A tent for outdoor worship
The stark liturgical space that Harvard Episcopal chaplain Rita Powell envisioned before COVID is now a reality.
Such is the strangeness of these days that recently I settled down in front of my computer to watch a liturgy happening only a few blocks away. My colleague Rita Powell, our Episcopal campus chaplain, was consecrating a sacred tent she had already commissioned when COVID-19 arrived. Rita knew we were in the wilderness long before the pandemic shut down our churches and our classrooms. Even before we were driven out of doors, she saw that we needed new sacred spaces to “honor the God who meets us in the wilderness of our world.”
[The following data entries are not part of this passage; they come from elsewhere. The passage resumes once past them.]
//! HTTP server setup and the per-request proxy pipeline.
//!
//! # Responsibilities
//! - Create the Axum router with a single wildcard proxy handler
//! - Wire up middleware (tracing, timeout, request ID)
//! - Apply the redirect policy before any upstream work
//! - Resolve the upstream URL (with Referer-based API context recovery)
//! - Issue the single outbound fetch and stream the response back,
//!   rewriting HTML bodies through the content rewriter
//!
//! # Design Decisions
//! - Exactly one outbound fetch per request, no retries, no caching;
//!   upstream failures surface as 502 without masking
//! - Each response gets a fresh rewriter bound to its own page context;
//!   the only shared state is the read-only configuration and resolvers

use std::sync::Arc;
use std::time::Duration;

use axum::{
    body::Body,
    extract::State,
    http::{header, request::Parts, HeaderMap, Method, Request, StatusCode},
    response::{IntoResponse, Response},
    routing::any,
    Router,
};
use tokio::net::TcpListener;
use tokio::sync::broadcast;
use tower_http::{timeout::TimeoutLayer, trace::TraceLayer};
use url::Url;

use crate::config::MirrorConfig;
use crate::http::device;
use crate::http::request::{RequestIdLayer, X_REQUEST_ID};
use crate::mapping::{self, MappedLocation, ProxyContext, ProxyResolver, UpstreamResolver};
use crate::observability::metrics;
use crate::rewrite::HtmlRewriter;

/// Application state injected into the handler.
#[derive(Clone)]
pub struct AppState {
    pub config: Arc<MirrorConfig>,
    pub upstream: Arc<UpstreamResolver>,
    pub proxied: Arc<ProxyResolver>,
    pub client: reqwest::Client,
}

/// HTTP server for the mirror proxy.
pub struct HttpServer {
    router: Router,
    config: Arc<MirrorConfig>,
}

impl HttpServer {
    /// Create a new HTTP server with the given configuration.
    pub fn new(config: MirrorConfig) -> Result<Self, reqwest::Error> {
        let config = Arc::new(config);
        let client = reqwest::Client::builder()
            .connect_timeout(Duration::from_secs(config.timeouts.connect_secs))
            .timeout(Duration::from_secs(config.timeouts.request_secs))
            .build()?;

        let state = AppState {
            upstream: Arc::new(UpstreamResolver::new(
                &config.proxy.front_domain,
                &config.upstream.scheme,
            )),
            proxied: Arc::new(ProxyResolver::new(&config.proxy.front_domain)),
            client,
            config: config.clone(),
        };

        let router = Self::build_router(&config, state);
        Ok(Self { router, config })
    }

    /// Build the Axum router with all middleware layers.
    fn build_router(config: &MirrorConfig, state: AppState) -> Router {
        Router::new()
            .route("/{*path}", any(proxy_handler))
            .route("/", any(proxy_handler))
            .with_state(state)
            .layer(TimeoutLayer::new(Duration::from_secs(
                config.timeouts.request_secs,
            )))
            .layer(RequestIdLayer)
            .layer(TraceLayer::new_for_http())
    }

    /// Run the server, accepting connections until shutdown is signaled.
    pub async fn run(
        self,
        listener: TcpListener,
        shutdown: broadcast::Receiver<()>,
    ) -> Result<(), std::io::Error> {
        let addr = listener.local_addr()?;
        tracing::info!(
            address = %addr,
            front_domain = %self.config.proxy.front_domain,
            "HTTP server starting"
        );

        axum::serve(listener, self.router)
            .with_graceful_shutdown(shutdown_signal(shutdown))
            .await?;

        tracing::info!("HTTP server stopped");
        Ok(())
    }

    pub fn config(&self) -> &MirrorConfig {
        &self.config
    }
}

/// Main proxy handler: redirect policy, resolution, fetch, rewrite.
///
/// The request is split into parts and body up front; the body type is not
/// `Sync`, so only the owned body and the `Sync` parts may be held across
/// the outbound await.
async fn proxy_handler(State(state): State<AppState>, request: Request<Body>) -> Response {
    let (parts, body) = request.into_parts();

    let request_id = parts
        .headers
        .get(X_REQUEST_ID)
        .and_then(|v| v.to_str().ok())
        .unwrap_or("unknown")
        .to_string();
    let device = device::classify(&parts.headers);

    let Some(page_url) = request_url(&state.config, &parts) else {
        metrics::record_request(StatusCode::BAD_REQUEST, "bad-request");
        return (StatusCode::BAD_REQUEST, "missing or invalid host").into_response();
    };

    tracing::debug!(
        request_id = %request_id,
        url = %page_url,
        device = device.as_str(),
        "proxying request"
    );

    // Canonicalize bare roots before any upstream work.
    if let Some(target) = mapping::redirect_target(&page_url, &state.config.proxy.front_domain) {
        tracing::debug!(request_id = %request_id, target = %target, "bare root canonicalized");
        metrics::record_redirect();
        return redirect_response(state.config.redirect.status_code(), &target);
    }

    let referer = parts
        .headers
        .get(header::REFERER)
        .and_then(|v| v.to_str().ok());
    let location = match state.upstream.resolve_with_referer(&page_url, referer) {
        Ok(location) => location,
        Err(err) => {
            tracing::warn!(request_id = %request_id, url = %page_url, error = %err, "unresolvable request");
            metrics::record_request(StatusCode::NOT_FOUND, "unrecognized");
            return (StatusCode::NOT_FOUND, "no known project for this host").into_response();
        }
    };

    tracing::debug!(request_id = %request_id, upstream = %location.url, "resolved upstream");

    let upstream_response = match fetch_upstream(&state, &parts, body, &location).await {
        Ok(response) => response,
        Err(err) => {
            tracing::error!(request_id = %request_id, upstream = %location.url, error = %err, "upstream fetch failed");
            metrics::record_request(StatusCode::BAD_GATEWAY, "fetch-error");
            return (StatusCode::BAD_GATEWAY, "upstream fetch failed").into_response();
        }
    };

    let status = upstream_response.status();
    metrics::record_request(status, "proxied");

    let mut headers = upstream_response.headers().clone();
    strip_hop_headers(&mut headers);

    // Rule (b) still applies with absolute rewriting off, so HTML is only
    // passed through untouched when neither rule can fire.
    let rewriting_inert =
        !state.config.rewrite.absolute_links && location.region.is_none();

    if is_html(&headers) && !rewriting_inert {
        // The rewritten length is unknowable up front; the transfer
        // re-derives framing.
        headers.remove(header::CONTENT_LENGTH);
        let context = ProxyContext::new(location);
        let rewriter = HtmlRewriter::new(
            state.proxied.clone(),
            context,
            state.config.rewrite.absolute_links,
        );
        let rewritten = rewriter.rewrite_stream(upstream_response.bytes_stream());
        build_response(status, headers, Body::from_stream(rewritten))
    } else {
        let stream = upstream_response.bytes_stream();
        build_response(status, headers, Body::from_stream(stream))
    }
}

/// Reconstruct the absolute request URL from the front scheme, the Host
/// header (or HTTP/2 authority) and the request target.
fn request_url(config: &MirrorConfig, parts: &Parts) -> Option<Url> {
    let authority = parts
        .headers
        .get(header::HOST)
        .and_then(|v| v.to_str().ok())
        .map(str::to_owned)
        .or_else(|| parts.uri.authority().map(|a| a.to_string()))?;
    let target = parts
        .uri
        .path_and_query()
        .map(|pq| pq.as_str())
        .unwrap_or("/");
    Url::parse(&format!(
        "{}://{}{}",
        config.proxy.front_scheme, authority, target
    ))
    .ok()
}

/// Issue the single outbound fetch. With a connect override the TCP
/// destination is fixed but the resolved upstream host is preserved in the
/// Host header, mirroring how ordinary reverse proxies address backends.
async fn fetch_upstream(
    state: &AppState,
    parts: &Parts,
    body: Body,
    location: &MappedLocation,
) -> Result<reqwest::Response, reqwest::Error> {
    let mut fetch_url = location.url.clone();
    let mut host_header = None;

    if let Some(addr) = state.config.upstream.override_socket() {
        host_header = location.url.host_str().map(str::to_owned);
        let _ = fetch_url.set_scheme("http");
        let _ = fetch_url.set_ip_host(addr.ip());
        let _ = fetch_url.set_port(Some(addr.port()));
    }

    let mut outbound = state.client.request(parts.method.clone(), fetch_url);
    if let Some(host) = host_header {
        outbound = outbound.header(header::HOST, host);
    }
    for name in [header::USER_AGENT, header::ACCEPT_LANGUAGE, header::CONTENT_TYPE] {
        if let Some(value) = parts.headers.get(&name) {
            outbound = outbound.header(name, value);
        }
    }
    if parts.method != Method::GET && parts.method != Method::HEAD {
        outbound = outbound.body(reqwest::Body::wrap_stream(body.into_data_stream()));
    }
    outbound.send().await
}

fn is_html(headers: &HeaderMap) -> bool {
    headers
        .get(header::CONTENT_TYPE)
        .and_then(|v| v.to_str().ok())
        .map(|ct| ct.starts_with("text/html"))
        .unwrap_or(false)
}

/// Connection-scoped headers that must not be forwarded, plus lengths the
/// transfer re-derives.
fn strip_hop_headers(headers: &mut HeaderMap) {
    for name in [
        header::CONNECTION,
        header::TRANSFER_ENCODING,
        header::UPGRADE,
        header::TRAILER,
    ] {
        headers.remove(name);
    }
    headers.remove("keep-alive");
    headers.remove("proxy-connection");
}

fn redirect_response(status: StatusCode, target: &Url) -> Response {
    let mut response = Response::new(Body::empty());
    *response.status_mut() = status;
    if let Ok(value) = header::HeaderValue::from_str(target.as_str()) {
        response.headers_mut().insert(header::LOCATION, value);
    }
    response
}

fn build_response(status: StatusCode, headers: HeaderMap, body: Body) -> Response {
    let mut response = Response::new(body);
    *response.status_mut() = status;
    *response.headers_mut() = headers;
    response
}

/// Wait for Ctrl+C or a programmatic shutdown trigger.
async fn shutdown_signal(mut shutdown: broadcast::Receiver<()>) {
    tokio::select! {
        result = tokio::signal::ctrl_c() => {
            if result.is_err() {
                tracing::error!("failed to install Ctrl+C handler");
            }
        }
        _ = shutdown.recv() => {}
    }
    tracing::info!("shutdown signal received");
}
The liturgy began in the park across the street from the chaplaincy. Benjamin Bromberg Gaber, a recent design school graduate and the architect of the tent, read from Exodus—in Hebrew and then English—about the tent of meeting Moses pitches outside the camp so that he can speak to God “face to face, as one speaks to a friend” (33:11). In her homily, Rita reflected on what it means to dwell in the wilderness with God. The wilderness is the place of our undoing, she said—the undoing of patterns, including religious patterns, that have oppressed us and others—and also a place of liberation, where new ways of being and belonging might come into view. Then two singers sang medieval chants composed for the blessing of cathedrals. The moment felt both ancient and new.
The small group turned and made its socially distanced way toward the chaplaincy, waiting in their masks and vestments for the light to change. After a prayer from the dean of the cathedral in Boston, they entered the back garden through the gate, one by one. The camera came in behind them, and suddenly the sacred tent came into view on my screen.